======== DATASET ENTRIES
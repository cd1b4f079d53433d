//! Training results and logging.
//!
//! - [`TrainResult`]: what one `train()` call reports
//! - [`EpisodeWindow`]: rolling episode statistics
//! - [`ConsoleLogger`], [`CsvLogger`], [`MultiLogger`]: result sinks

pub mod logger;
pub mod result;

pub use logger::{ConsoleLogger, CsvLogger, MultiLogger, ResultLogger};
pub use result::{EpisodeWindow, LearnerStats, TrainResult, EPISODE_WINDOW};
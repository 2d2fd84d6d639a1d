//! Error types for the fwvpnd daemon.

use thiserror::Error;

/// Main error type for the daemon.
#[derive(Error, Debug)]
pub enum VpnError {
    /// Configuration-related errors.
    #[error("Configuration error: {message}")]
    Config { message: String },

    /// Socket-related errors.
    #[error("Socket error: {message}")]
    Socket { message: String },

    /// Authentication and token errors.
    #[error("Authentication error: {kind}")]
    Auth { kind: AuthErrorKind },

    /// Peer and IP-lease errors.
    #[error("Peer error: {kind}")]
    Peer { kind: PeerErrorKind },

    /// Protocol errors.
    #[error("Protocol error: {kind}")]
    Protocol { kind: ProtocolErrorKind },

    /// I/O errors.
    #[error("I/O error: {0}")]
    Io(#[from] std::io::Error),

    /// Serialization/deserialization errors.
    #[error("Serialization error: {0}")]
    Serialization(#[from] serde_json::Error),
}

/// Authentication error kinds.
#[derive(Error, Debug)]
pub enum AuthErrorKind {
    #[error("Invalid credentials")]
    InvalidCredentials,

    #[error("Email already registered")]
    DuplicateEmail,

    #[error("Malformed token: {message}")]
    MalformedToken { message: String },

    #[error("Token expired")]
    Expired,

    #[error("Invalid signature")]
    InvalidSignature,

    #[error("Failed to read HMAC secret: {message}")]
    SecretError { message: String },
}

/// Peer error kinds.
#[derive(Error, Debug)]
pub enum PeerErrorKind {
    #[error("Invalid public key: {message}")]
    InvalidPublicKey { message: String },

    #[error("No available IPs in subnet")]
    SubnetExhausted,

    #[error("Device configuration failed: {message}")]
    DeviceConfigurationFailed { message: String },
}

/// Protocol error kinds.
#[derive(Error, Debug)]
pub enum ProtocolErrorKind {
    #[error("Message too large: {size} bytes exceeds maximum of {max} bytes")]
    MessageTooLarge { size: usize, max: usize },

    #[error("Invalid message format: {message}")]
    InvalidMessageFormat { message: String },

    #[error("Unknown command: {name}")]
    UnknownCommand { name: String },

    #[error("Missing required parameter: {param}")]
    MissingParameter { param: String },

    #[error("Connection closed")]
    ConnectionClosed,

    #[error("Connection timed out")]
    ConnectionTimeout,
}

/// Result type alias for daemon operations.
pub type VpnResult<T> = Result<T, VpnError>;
================
WHAT THE EXERCISE ASKS -
Using the data above, print exactly the lines from the line that contains "use thiserror::Error;" through the line that contains "and IP-lease errors.", with both included.

EXERCISE OUTPUT -
use thiserror::Error;

/// Main error type for the daemon.
#[derive(Error, Debug)]
pub enum VpnError {
    /// Configuration-related errors.
    #[error("Configuration error: {message}")]
    Config { message: String },

    /// Socket-related errors.
    #[error("Socket error: {message}")]
    Socket { message: String },

    /// Authentication and token errors.
    #[error("Authentication error: {kind}")]
    Auth { kind: AuthErrorKind },

    /// Peer and IP-lease errors.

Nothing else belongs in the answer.